Une première difficulté vient néanmoins du fait que les pratiques contraires à la morale se sont multipliées sans pour autant qu’une clause de conscience ne soit prévue à chaque fois (sélection embryonnaire, expérimentations sur les embryons, formes d’acharnement thérapeutique, euthanasie, etc.). Déjà, dans le cadre la loi Neuwirth de 1967, les pharmaciens n’ont pas su faire le nécessaire pour se soustraire à l’obligation de délivrer les produits contraceptifs et/ou abortifs. Ils ne disposent donc toujours pas du droit à l’objection de conscience et peuvent faire l’objet de sanctions allant jusqu’à l’interdiction d’exercer leur profession en cas de refus. Une seconde difficulté apparaît également en pratique lorsque les intéressés décident de faire jouer leur clause de conscience : face à la désorganisation de services bien souvent en sous effectif manquant souvent de personnel que cela entraîne, l’exercice de ce droit pourtant explicitement reconnu par la loi leur est refusé. Ainsi, même lorsqu’il est reconnu, le droit à l’objection de conscience manque d’effectivité pratique.

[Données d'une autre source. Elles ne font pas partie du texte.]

use std::{sync::Arc, time::Duration};

use telemetric_util::{Clock, PaddedAtomic, Quantile, Reservoir, SnapshotError, StripedAdder};

use super::{DefaultHistogram, DefaultMeter};
use crate::{HistogramFn, MeterFn, TimeUnit, TimerFn, TimerValue, ValueProvider};

/// A timer: a histogram of durations combined with a meter of how often they were recorded.
///
/// Durations are always stored in nanoseconds.  The duration unit is only carried along so that
/// reporters know how to present them.
#[derive(Debug)]
pub struct DefaultTimer {
    histogram: DefaultHistogram,
    meter: DefaultMeter,
    active: PaddedAtomic,
    total_time: StripedAdder,
    duration_unit: TimeUnit,
    clock: Arc<dyn Clock>,
}

impl DefaultTimer {
    /// Creates a new `DefaultTimer`.
    pub fn new(
        reservoir: Arc<dyn Reservoir>,
        quantiles: Vec<Quantile>,
        rate_unit: TimeUnit,
        duration_unit: TimeUnit,
        clock: Arc<dyn Clock>,
    ) -> Self {
        Self {
            histogram: DefaultHistogram::new(reservoir, quantiles),
            meter: DefaultMeter::new(rate_unit, clock.clone()),
            active: PaddedAtomic::new(0),
            total_time: StripedAdder::new(),
            duration_unit,
            clock,
        }
    }

    /// Number of timing sessions currently in progress.
    pub fn active_sessions(&self) -> i64 {
        self.active.get()
    }
}

impl TimerFn for DefaultTimer {
    fn record(&self, duration: Duration, user_value: Option<&str>) {
        let nanos = i64::try_from(duration.as_nanos()).unwrap_or(i64::MAX);
        self.histogram.update(nanos, user_value);
        self.meter.mark(1);
        self.total_time.add(nanos);
    }

    fn start_recording(&self) -> i64 {
        self.active.increment();
        self.clock.now_nanos()
    }

    fn end_recording(&self, start: i64) -> i64 {
        self.active.decrement();
        self.clock.now_nanos().saturating_sub(start).max(0)
    }

    fn current_time(&self) -> i64 {
        self.clock.now_nanos()
    }

    fn reset(&self) {
        self.histogram.reset();
        MeterFn::reset(&self.meter);
        self.total_time.reset();
    }
}

impl ValueProvider<TimerValue> for DefaultTimer {
    fn value(&self, reset: bool) -> Result<TimerValue, SnapshotError> {
        let histogram = self.histogram.read(reset)?;
        let rate = self.meter.read(reset);
        let total_time =
            if reset { self.total_time.sum_then_reset() } else { self.total_time.sum() };

        Ok(TimerValue {
            rate,
            histogram,
            active_sessions: self.active.get(),
            total_time,
            duration_unit: self.duration_unit,
        })
    }
}
use std::{collections::BTreeMap, fmt};

use telemetric_util::ConfigError;

/// A sorted set of key/value tags.
///
/// Each key appears at most once; setting a key that already exists replaces its value.  Tags are
/// kept sorted by key so that two tag sets with the same contents always compare and hash equally,
/// regardless of the order they were built in.
#[derive(Clone, Debug, Default, Eq, Hash, PartialEq, PartialOrd, Ord)]
pub struct Tags(BTreeMap<String, String>);

impl Tags {
    /// Creates an empty set of tags.
    pub fn new() -> Self {
        Self::default()
    }

    /// Creates a set of tags from key/value pairs.
    pub fn from_pairs<I, K, V>(pairs: I) -> Self
    where
        I: IntoIterator<Item = (K, V)>,
        K: Into<String>,
        V: Into<String>,
    {
        Self(pairs.into_iter().map(|(k, v)| (k.into(), v.into())).collect())
    }

    /// Sets a tag, replacing any existing value for the same key.
    pub fn insert<K: Into<String>, V: Into<String>>(&mut self, key: K, value: V) {
        self.0.insert(key.into(), value.into());
    }

    /// Gets the value of a tag.
    pub fn get(&self, key: &str) -> Option<&str> {
        self.0.get(key).map(String::as_str)
    }

    /// Whether or not a tag with the given key exists.
    pub fn contains_key(&self, key: &str) -> bool {
        self.0.contains_key(key)
    }

    /// Number of tags.
    pub fn len(&self) -> usize {
        self.0.len()
    }

    /// Whether or not there are no tags.
    pub fn is_empty(&self) -> bool {
        self.0.is_empty()
    }

    /// Iterates over the tags in key order.
    pub fn iter(&self) -> impl Iterator<Item = (&str, &str)> {
        self.0.iter().map(|(k, v)| (k.as_str(), v.as_str()))
    }

    /// Combines these tags with `overrides`, which take precedence on conflicting keys.
    pub fn merged(&self, overrides: &Tags) -> Tags {
        let mut merged = self.clone();
        for (k, v) in overrides.iter() {
            merged.insert(k, v);
        }
        merged
    }

    pub(crate) fn validate(&self) -> Result<(), ConfigError> {
        if self.0.keys().any(String::is_empty) {
            return Err(ConfigError::EmptyIdentityField("tag key"));
        }
        Ok(())
    }
}

impl<K: Into<String>, V: Into<String>> FromIterator<(K, V)> for Tags {
    fn from_iter<I: IntoIterator<Item = (K, V)>>(iter: I) -> Self {
        Self::from_pairs(iter)
    }
}

impl fmt::Display for Tags {
    fn fmt(&self, f: &mut fmt::Formatter<'_>) -> fmt::Result {
        let mut first = true;
        for (k, v) in self.iter() {
            if !first {
                f.write_str(",")?;
            }
            write!(f, "{}={}", k, v)?;
            first = false;
        }
        Ok(())
    }
}

/// The identity of a metric: the context it belongs to, its name and its tags.
///
/// Identities are compared structurally.  Two registrations with equal identities always resolve
/// to the same instrument.
#[derive(Clone, Debug, Eq, Hash, PartialEq, PartialOrd, Ord)]
pub struct MetricIdentity {
    context: String,
    name: String,
    tags: Tags,
}

impl MetricIdentity {
    /// Creates a new `MetricIdentity`.
    ///
    /// The context, the name and every tag key must be non-empty.
    pub fn new<C, N>(context: C, name: N, tags: Tags) -> Result<Self, ConfigError>
    where
        C: Into<String>,
        N: Into<String>,
    {
        let context = context.into();
        let name = name.into();
        if context.is_empty() {
            return Err(ConfigError::EmptyIdentityField("context"));
        }
        if name.is_empty() {
            return Err(ConfigError::EmptyIdentityField("name"));
        }
        tags.validate()?;

        Ok(Self { context, name, tags })
    }

    /// Creates an identity from parts that were already validated.
    pub(crate) fn from_validated(context: &str, name: &str, tags: Tags) -> Self {
        Self { context: context.to_owned(), name: name.to_owned(), tags }
    }

    /// Context the metric belongs to.
    pub fn context(&self) -> &str {
        &self.context
    }

    /// Name of the metric.
    pub fn name(&self) -> &str {
        &self.name
    }

    /// Tags of the metric.
    pub fn tags(&self) -> &Tags {
        &self.tags
    }
}

impl fmt::Display for MetricIdentity {
    fn fmt(&self, f: &mut fmt::Formatter<'_>) -> fmt::Result {
        if self.tags.is_empty() {
            write!(f, "{}.{}", self.context, self.name)
        } else {
            write!(f, "{}.{}[{}]", self.context, self.name, self.tags)
        }
    }
}
macro_rules! handle {
    ($(#[$attr:meta])* $name:ident, $fn_trait:ident) => {
        $(#[$attr])*
        #[derive(Clone)]
        pub struct $name {
            inner: Option<Arc<dyn $fn_trait>>,
        }

        impl $name {
            /// Creates a no-op handle which does nothing.
            ///
            /// Suitable when a handle must be provided that does nothing i.e. a disabled registry.
            pub fn noop() -> Self {
                Self { inner: None }
            }

            /// Creates a handle based on a shared handler.
            pub fn from_arc<F: $fn_trait + 'static>(a: Arc<F>) -> Self {
                Self { inner: Some(a) }
            }

            /// Whether or not this handle does nothing.
            pub fn is_noop(&self) -> bool {
                self.inner.is_none()
            }

            /// Whether or not both handles refer to the same instrument.
            ///
            /// Two no-op handles are never considered to be the same instrument.
            pub fn ptr_eq(&self, other: &Self) -> bool {
                match (&self.inner, &other.inner) {
                    (Some(a), Some(b)) => {
                        std::ptr::eq(Arc::as_ptr(a).cast::<()>(), Arc::as_ptr(b).cast::<()>())
                    }
                    _ => false,
                }
            }
        }

        impl fmt::Debug for $name {
            fn fmt(&self, f: &mut fmt::Formatter<'_>) -> fmt::Result {
                f.debug_struct(stringify!($name)).field("noop", &self.is_noop()).finish()
            }
        }
    };
}

handle!(
    /// A counter.
    Counter,
    CounterFn
);
handle!(
    /// A gauge.
    Gauge,
    GaugeFn
);
handle!(
    /// A meter.
    Meter,
    MeterFn
);
handle!(
    /// A histogram.
    Histogram,
    HistogramFn
);
handle!(
    /// A timer.
    Timer,
    TimerFn
);
handle!(
    /// An apdex score.
    Apdex,
    ApdexFn
);

impl Counter {
    /// Increments the counter.
    pub fn increment(&self, value: i64) {
        if let Some(ref inner) = self.inner {
            inner.increment(value)
        }
    }

    /// Decrements the counter.
    pub fn decrement(&self, value: i64) {
        if let Some(ref inner) = self.inner {
            inner.decrement(value)
        }
    }

    /// Increments the counter, attributing the increment to `item`.
    pub fn increment_item(&self, item: &str, value: i64) {
        if let Some(ref inner) = self.inner {
            inner.increment_item(item, value)
        }
    }

    /// Decrements the counter, attributing the decrement to `item`.
    pub fn decrement_item(&self, item: &str, value: i64) {
        if let Some(ref inner) = self.inner {
            inner.decrement_item(item, value)
        }
    }

    /// Resets the counter.
    pub fn reset(&self) {
        if let Some(ref inner) = self.inner {
            inner.reset()
        }
    }
}
//! The data tree read out of a registry.
use chrono::{DateTime, Utc};

use crate::{
    ApdexValue, CounterValue, EnvironmentInfo, HistogramValue, MeterValue, Tags, TimerValue, Unit,
};

/// The value of a single metric, along with what identifies and describes it.
#[derive(Clone, Debug, PartialEq)]
pub struct MetricValueSource<T> {
    name: String,
    unit: Unit,
    tags: Tags,
    value: T,
    reset_on_reporting: bool,
}

impl<T> MetricValueSource<T> {
    pub(crate) fn new(
        name: String,
        unit: Unit,
        tags: Tags,
        value: T,
        reset_on_reporting: bool,
    ) -> Self {
        Self { name, unit, tags, value, reset_on_reporting }
    }

    /// Name of the metric.
    pub fn name(&self) -> &str {
        &self.name
    }

    /// Unit of the metric.
    pub fn unit(&self) -> &Unit {
        &self.unit
    }

    /// Tags of the metric.
    pub fn tags(&self) -> &Tags {
        &self.tags
    }

    /// The value.
    pub fn value(&self) -> &T {
        &self.value
    }

    /// Whether or not the metric was reset as part of being read.
    pub fn reset_on_reporting(&self) -> bool {
        self.reset_on_reporting
    }

    /// Consumes the source, returning the value.
    pub fn into_value(self) -> T {
        self.value
    }
}

/// A counter value source.
pub type CounterValueSource = MetricValueSource<CounterValue>;
/// A gauge value source.
pub type GaugeValueSource = MetricValueSource<f64>;
/// A meter value source.
pub type MeterValueSource = MetricValueSource<MeterValue>;
/// A histogram value source.
pub type HistogramValueSource = MetricValueSource<HistogramValue>;
/// A timer value source.
pub type TimerValueSource = MetricValueSource<TimerValue>;
/// An apdex value source.
pub type ApdexValueSource = MetricValueSource<ApdexValue>;

/// Every metric of a single context.
///
/// Within each kind, metrics are sorted by name and then by tags.
#[derive(Clone, Debug, PartialEq)]
pub struct MetricsContextValueSource {
    /// Name of the context.
    pub context: String,
    /// Counters.
    pub counters: Vec<CounterValueSource>,
    /// Gauges.
    pub gauges: Vec<GaugeValueSource>,
    /// Meters.
    pub meters: Vec<MeterValueSource>,
    /// Histograms.
    pub histograms: Vec<HistogramValueSource>,
    /// Timers.
    pub timers: Vec<TimerValueSource>,
    /// Apdex scores.
    pub apdex_scores: Vec<ApdexValueSource>,
}

impl MetricsContextValueSource {
    pub(crate) fn empty(context: String) -> Self {
        Self {
            context,
            counters: Vec::new(),
            gauges: Vec::new(),
            meters: Vec::new(),
            histograms: Vec::new(),
            timers: Vec::new(),
            apdex_scores: Vec::new(),
        }
    }

    /// Whether or not the context holds no metrics at all.
    pub fn is_empty(&self) -> bool {
        self.counters.is_empty()
            && self.gauges.is_empty()
            && self.meters.is_empty()
            && self.histograms.is_empty()
            && self.timers.is_empty()
            && self.apdex_scores.is_empty()
    }

    fn sort(&mut self) {
        fn by_identity<T>(
            a: &MetricValueSource<T>,
            b: &MetricValueSource<T>,
        ) -> std::cmp::Ordering {
            a.name.cmp(&b.name).then_with(|| a.tags.cmp(&b.tags))
        }

        self.counters.sort_by(by_identity);
        self.gauges.sort_by(by_identity);
        self.meters.sort_by(by_identity);
        self.histograms.sort_by(by_identity);
        self.timers.sort_by(by_identity);
        self.apdex_scores.sort_by(by_identity);
    }
}

/// A point-in-time read of a registry.
#[derive(Clone, Debug, PartialEq)]
pub struct MetricsDataValueSource {
    /// When the data was read.
    pub timestamp: DateTime<Utc>,
    /// The environment the data was read in.
    pub environment: EnvironmentInfo,
    /// Every context holding at least one metric, sorted by name.
    pub contexts: Vec<MetricsContextValueSource>,
}

impl MetricsDataValueSource {
    pub(crate) fn new(
        timestamp: DateTime<Utc>,
        environment: EnvironmentInfo,
        contexts: impl IntoIterator<Item = MetricsContextValueSource>,
    ) -> Self {
        let mut contexts = contexts
            .into_iter()
            .filter(|c| !c.is_empty())
            .map(|mut c| {
                c.sort();
                c
            })
            .collect::<Vec<_>>();
        contexts.sort_by(|a, b| a.context.cmp(&b.context));

        Self { timestamp, environment, contexts }
    }

    /// An empty data tree.
    pub fn empty(timestamp: DateTime<Utc>, environment: EnvironmentInfo) -> Self {
        Self { timestamp, environment, contexts: Vec::new() }
    }

    /// Gets the data of a single context.
    pub fn context(&self, context: &str) -> Option<&MetricsContextValueSource> {
        self.contexts.iter().find(|c| c.context == context)
    }

    /// Whether or not no metrics were read.
    pub fn is_empty(&self) -> bool {
        self.contexts.is_empty()
    }
}

#[cfg(test)]
mod tests {
    use super::{MetricValueSource, MetricsContextValueSource, MetricsDataValueSource};
    use crate::{CounterValue, EnvironmentInfo, Tags, Unit};
    use chrono::Utc;

    fn counter(name: &str, count: i64) -> MetricValueSource<CounterValue> {
        let value = CounterValue { count, items: Vec::new() };
        MetricValueSource::new(name.to_owned(), Unit::Calls, Tags::new(), value, false)
    }

    #[test]
    fn test_tree_is_sorted_and_pruned() {
        let mut b = MetricsContextValueSource::empty("b".to_owned());
        b.counters.push(counter("zeta", 1));
        b.counters.push(counter("alpha", 2));
        let mut a = MetricsContextValueSource::empty("a".to_owned());
        a.gauges.push(MetricValueSource::new("g".to_owned(), Unit::None, Tags::new(), 1.5, false));
        let empty = MetricsContextValueSource::empty("c".to_owned());

        let data =
            MetricsDataValueSource::new(Utc::now(), EnvironmentInfo::capture(), [b, empty, a]);

        assert_eq!(data.contexts.len(), 2);
        assert_eq!(data.contexts[0].context, "a");
        let b = data.context("b").unwrap();
        assert_eq!(b.counters[0].name(), "alpha");
        assert_eq!(b.counters[1].value().count, 1);
        assert_eq!(b.counters[0].unit(), &Unit::Calls);
        assert!(data.context("c").is_none());
    }
}
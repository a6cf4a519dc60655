use std::{fmt, sync::Arc};

use aho_corasick::{AhoCorasick, AhoCorasickBuilder, AhoCorasickKind};
use telemetric_util::{ConfigError, MetricKind, MetricKindMask};

use crate::MetricIdentity;

/// A custom predicate over metrics, applied after every other criteria of a [`MetricsFilter`].
pub trait MetricPredicate: Send + Sync {
    /// Whether or not the metric should be included.
    fn matches(&self, kind: MetricKind, identity: &MetricIdentity) -> bool;
}

impl<F> MetricPredicate for F
where
    F: Fn(MetricKind, &MetricIdentity) -> bool + Send + Sync,
{
    fn matches(&self, kind: MetricKind, identity: &MetricIdentity) -> bool {
        (self)(kind, identity)
    }
}

/// Selects which metrics are included when reading data out of a registry.
///
/// An empty filter matches everything.  Each criteria narrows the selection further: a metric is
/// only included when it matches all of them.
///
/// Name patterns are matched as substrings, so a pattern of `"http"` matches both
/// `http_requests` and `outbound_http_errors`.
#[derive(Clone, Default)]
pub struct MetricsFilter {
    kinds: MetricKindMask,
    context: Option<String>,
    patterns: Vec<String>,
    automaton: Option<AhoCorasick>,
    tag_keys: Vec<String>,
    tags: Vec<(String, String)>,
    predicate: Option<Arc<dyn MetricPredicate>>,
}

impl MetricsFilter {
    /// Creates a filter that matches everything.
    pub fn new() -> Self {
        Self::default()
    }

    /// Only includes metrics of the given kinds.
    pub fn with_kinds(mut self, kinds: MetricKindMask) -> Self {
        self.kinds = kinds;
        self
    }

    /// Only includes metrics in the given context.
    pub fn with_context<C: Into<String>>(mut self, context: C) -> Self {
        self.context = Some(context.into());
        self
    }

    /// Only includes metrics whose name contains at least one of `patterns`.
    ///
    /// Returns an error if the patterns could not be compiled.
    pub fn with_name_patterns<I, P>(mut self, patterns: I) -> Result<Self, ConfigError>
    where
        I: IntoIterator<Item = P>,
        P: Into<String>,
    {
        self.patterns.extend(patterns.into_iter().map(Into::into));
        if self.patterns.is_empty() {
            return Ok(self);
        }

        let automaton = AhoCorasickBuilder::new()
            .kind(Some(AhoCorasickKind::DFA))
            .build(&self.patterns)
            .map_err(|e| ConfigError::InvalidFilter(e.to_string()))?;
        self.automaton = Some(automaton);
        Ok(self)
    }

    /// Only includes metrics that carry a tag with the given key.
    pub fn with_tag_key<K: Into<String>>(mut self, key: K) -> Self {
        self.tag_keys.push(key.into());
        self
    }

    /// Only includes metrics that carry the given tag.
    pub fn with_tag<K: Into<String>, V: Into<String>>(mut self, key: K, value: V) -> Self {
        self.tags.push((key.into(), value.into()));
        self
    }

    /// Only includes metrics accepted by `predicate`.
    pub fn with_predicate<P: MetricPredicate + 'static>(mut self, predicate: P) -> Self {
        self.predicate = Some(Arc::new(predicate));
        self
    }

    /// Whether or not metrics of `kind` may be included.
    pub fn matches_kind(&self, kind: MetricKind) -> bool {
        self.kinds.matches(kind)
    }

    /// Whether or not metrics in `context` may be included.
    pub fn matches_context(&self, context: &str) -> bool {
        self.context.as_deref().map_or(true, |c| c == context)
    }

    /// Whether or not the given metric is included.
    pub fn matches(&self, kind: MetricKind, identity: &MetricIdentity) -> bool {
        if !self.matches_kind(kind) || !self.matches_context(identity.context()) {
            return false;
        }

        if let Some(automaton) = &self.automaton {
            if !automaton.is_match(identity.name()) {
                return false;
            }
        }

        let tags = identity.tags();
        if !self.tag_keys.iter().all(|key| tags.contains_key(key)) {
            return false;
        }
        if !self.tags.iter().all(|(key, value)| tags.get(key) == Some(value.as_str())) {
            return false;
        }

        self.predicate.as_ref().map_or(true, |p| p.matches(kind, identity))
    }
}

impl fmt::Debug for MetricsFilter {
    fn fmt(&self, f: &mut fmt::Formatter<'_>) -> fmt::Result {
        f.debug_struct("MetricsFilter")
            .field("kinds", &self.kinds)
            .field("context", &self.context)
            .field("patterns", &self.patterns)
            .field("tag_keys", &self.tag_keys)
            .field("tags", &self.tags)
            .field("predicate", &self.predicate.is_some())
            .finish()
    }
}
//! Atomic primitives used for counting.
//!
//! Counters are read-modify-written from many threads at once, so the cells backing them must
//! never share a cache line with another hot field.  [`PaddedAtomic`] provides a single such
//! cell, while [`StripedAdder`] spreads contended additions over several padded cells and sums
//! them on read.

use std::{
    cell::Cell,
    collections::hash_map::DefaultHasher,
    hash::{Hash, Hasher},
    sync::atomic::{AtomicI64, Ordering},
};

use crossbeam_utils::CachePadded;

/// Upper bound on the number of stripes an adder will allocate by default.
const MAX_STRIPES: usize = 32;

thread_local! {
    static PROBE: Cell<u64> = Cell::new(initial_probe());
}

fn initial_probe() -> u64 {
    let mut hasher = DefaultHasher::new();
    std::thread::current().id().hash(&mut hasher);

    // A zero probe would make every hash land on the first stripe, so force at least one bit on.
    hasher.finish() | 1
}

fn thread_probe() -> u64 {
    PROBE.with(|p| p.get())
}

fn set_thread_probe(probe: u64) {
    PROBE.with(|p| p.set(probe));
}

/// A 64-bit signed atomic integer that occupies its own cache line.
#[derive(Debug, Default)]
pub struct PaddedAtomic {
    value: CachePadded<AtomicI64>,
}

impl PaddedAtomic {
    /// Creates a new `PaddedAtomic` holding `value`.
    pub fn new(value: i64) -> Self {
        Self { value: CachePadded::new(AtomicI64::new(value)) }
    }

    /// Gets the current value.
    pub fn get(&self) -> i64 {
        self.value.load(Ordering::Acquire)
    }

    /// Sets the current value.
    pub fn set(&self, value: i64) {
        self.value.store(value, Ordering::Release);
    }

    /// Adds `delta` to the value, returning the updated value.
    pub fn add(&self, delta: i64) -> i64 {
        self.value.fetch_add(delta, Ordering::AcqRel).wrapping_add(delta)
    }

    /// Increments the value by one, returning the updated value.
    pub fn increment(&self) -> i64 {
        self.add(1)
    }

    /// Decrements the value by one, returning the updated value.
    pub fn decrement(&self) -> i64 {
        self.add(-1)
    }

    /// Sets the value to `value`, returning the previous value.
    pub fn get_and_set(&self, value: i64) -> i64 {
        self.value.swap(value, Ordering::AcqRel)
    }

    /// Resets the value to zero, returning the previous value.
    pub fn get_and_reset(&self) -> i64 {
        self.get_and_set(0)
    }

    /// Sets the value to `new` if it currently equals `expected`.
    ///
    /// Returns `true` if the swap happened.
    pub fn compare_and_swap(&self, expected: i64, new: i64) -> bool {
        self.value.compare_exchange(expected, new, Ordering::AcqRel, Ordering::Acquire).is_ok()
    }

    #[inline]
    fn try_add(&self, delta: i64) -> bool {
        let current = self.value.load(Ordering::Relaxed);
        self.value
            .compare_exchange_weak(
                current,
                current.wrapping_add(delta),
                Ordering::AcqRel,
                Ordering::Relaxed,
            )
            .is_ok()
    }
}

/// A counter striped across multiple cache-line-padded cells.
///
/// Each thread is assigned a home stripe through a thread-local probe.  Additions attempt a CAS on
/// the home stripe; when the CAS fails because another thread is updating the same stripe, the
/// thread probes linearly to the next stripe and remembers it as its new home.  After a full lap of
/// failed attempts, the addition falls back to an unconditional `fetch_add`, so every addition
/// completes in a bounded number of steps.
///
/// Reading the value sums all stripes.  The sum is eventually consistent: a read concurrent with
/// writers may or may not include their additions, but no addition is ever lost or double
/// counted.
#[derive(Debug)]
pub struct StripedAdder {
    stripes: Box<[PaddedAtomic]>,
    mask: usize,
}

impl StripedAdder {
    /// Creates a new `StripedAdder` with a stripe count derived from the number of CPUs.
    pub fn new() -> Self {
        let stripes = num_cpus::get().max(1).next_power_of_two().min(MAX_STRIPES);
        Self::with_stripes(stripes)
    }

    /// Creates a new `StripedAdder` with at least `stripes` stripes.
    ///
    /// The stripe count is rounded up to the next power of two, with a minimum of one.
    pub fn with_stripes(stripes: usize) -> Self {
        let count = stripes.max(1).next_power_of_two();
        let stripes = (0..count).map(|_| PaddedAtomic::default()).collect::<Vec<_>>();

        Self { stripes: stripes.into_boxed_slice(), mask: count - 1 }
    }

    /// Number of stripes in this adder.
    pub fn stripes(&self) -> usize {
        self.stripes.len()
    }

    /// Adds `delta` to the adder.
    pub fn add(&self, delta: i64) {
        let mut probe = thread_probe();
        let start = probe;

        for _ in 0..self.stripes.len() {
            let stripe = &self.stripes[probe as usize & self.mask];
            if stripe.try_add(delta) {
                if probe != start {
                    set_thread_probe(probe);
                }
                return;
            }

            probe = probe.wrapping_add(1);
        }

        // Every stripe was contended on this lap, so just force the update through.
        let stripe = &self.stripes[probe as usize & self.mask];
        let _ = stripe.add(delta);
        set_thread_probe(probe);
    }

    /// Increments the adder by one.
    pub fn increment(&self) {
        self.add(1);
    }

    /// Decrements the adder by one.
    pub fn decrement(&self) {
        self.add(-1);
    }

    /// Gets the sum of all stripes.
    pub fn sum(&self) -> i64 {
        self.stripes.iter().fold(0i64, |acc, s| acc.wrapping_add(s.get()))
    }

    /// Resets all stripes to zero.
    ///
    /// Additions racing with a reset may survive it.  Use [`sum_then_reset`](Self::sum_then_reset)
    /// when the drained amount must be accounted for.
    pub fn reset(&self) {
        for stripe in self.stripes.iter() {
            stripe.set(0);
        }
    }

    /// Atomically drains every stripe, returning the sum of what was drained.
    ///
    /// Each stripe is swapped to zero individually, so every addition is counted either in the
    /// returned sum or in a later read, never both.
    pub fn sum_then_reset(&self) -> i64 {
        self.stripes.iter().fold(0i64, |acc, s| acc.wrapping_add(s.get_and_reset()))
    }
}

impl Default for StripedAdder {
    fn default() -> Self {
        Self::new()
    }
}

Face à cette situation, la solution pourrait être de demander la reconnaissance d’un droit général à l’objection de conscience en tant que droit fondamental. Un droit fondamental bénéficie en effet le plus souvent d’une reconnaissance à un niveau constitutionnel ou international qui lui garantit une force supérieure aux lois et règlements ordinaires. Ainsi, en théorie, en tant que droit fondamental, le droit à l’objection de conscience pourrait bénéficier à l’ensemble des personnes, quel que soit leur profession et leur statut. Et son effectivité serait garantie par les procédures spécifiques qui permettent de saisir le juge afin d’obtenir rapidement la cessation des atteintes potentielles ou avérées aux droits fondamentaux (le référé-liberté par exemple).

Il apparaît néanmoins que la reconnaissance d’un tel droit ne garantirait en rien la possibilité pour toute personne confrontée dans le cadre de son travail à une pratique immorale légale de refuser d’y participer. En effet, aussi bien en droit français (I) qu’en droit européen (II), le mécanisme de conciliation des droits fondamentaux et le pouvoir d’appréciation reconnu aux autorités publiques relativisent en grande partie l’effectivité potentielle d’un tel droit.

 

I Une portée fonction des autorités publiques en droit français

 

A l’heure actuelle, en droit français, le droit à l’objection de conscience n’est pas reconnu en tant que droit fondamental. L’article 10 de la Déclaration de 1789 reconnaît pourtant que « nul ne doit être inquiété pour ses opinions, même religieuses, pourvu que leur manifestation ne trouble pas l’ordre public établi par la Loi ». Mais la jurisprudence (c’est-à-dire l’ensemble des décisions rendues par les différentes juridictions) n’a jamais utilisé cet article pour reconnaître un droit à l’objection de conscience. Au demeurant, quand bien même elle l’aurait fait, la portée de ce droit dépendrait principalement du législateur, c’est-à-dire de l’Assemblée Nationale et du Sénat en collaboration étroite avec le gouvernement. En effet, selon l’article 4 de la Déclaration de 1789, « l’exercice des droits naturels de chaque homme n’a de bornes que celles qui assurent aux autres Membres de la Société, la jouissance de ces mêmes droits. Ces bornes ne peuvent être déterminées que par la Loi ». En outre, comme le précise l’article 7, « tout citoyen appelé ou saisi en vertu de la Loi doit obéir à l’instant : il se rend coupable par la résistance ». Par conséquent, même si le droit à l’objection de conscience était reconnu en tant que droit fondamental, le législateur aurait le pouvoir d’y apporter des limites et ce droit ne saurait être invoqué pour désobéir à la loi. La portée d’un tel droit dépendrait donc essentiellement de la loi et des éventuels règlements auxquels elle renverrait.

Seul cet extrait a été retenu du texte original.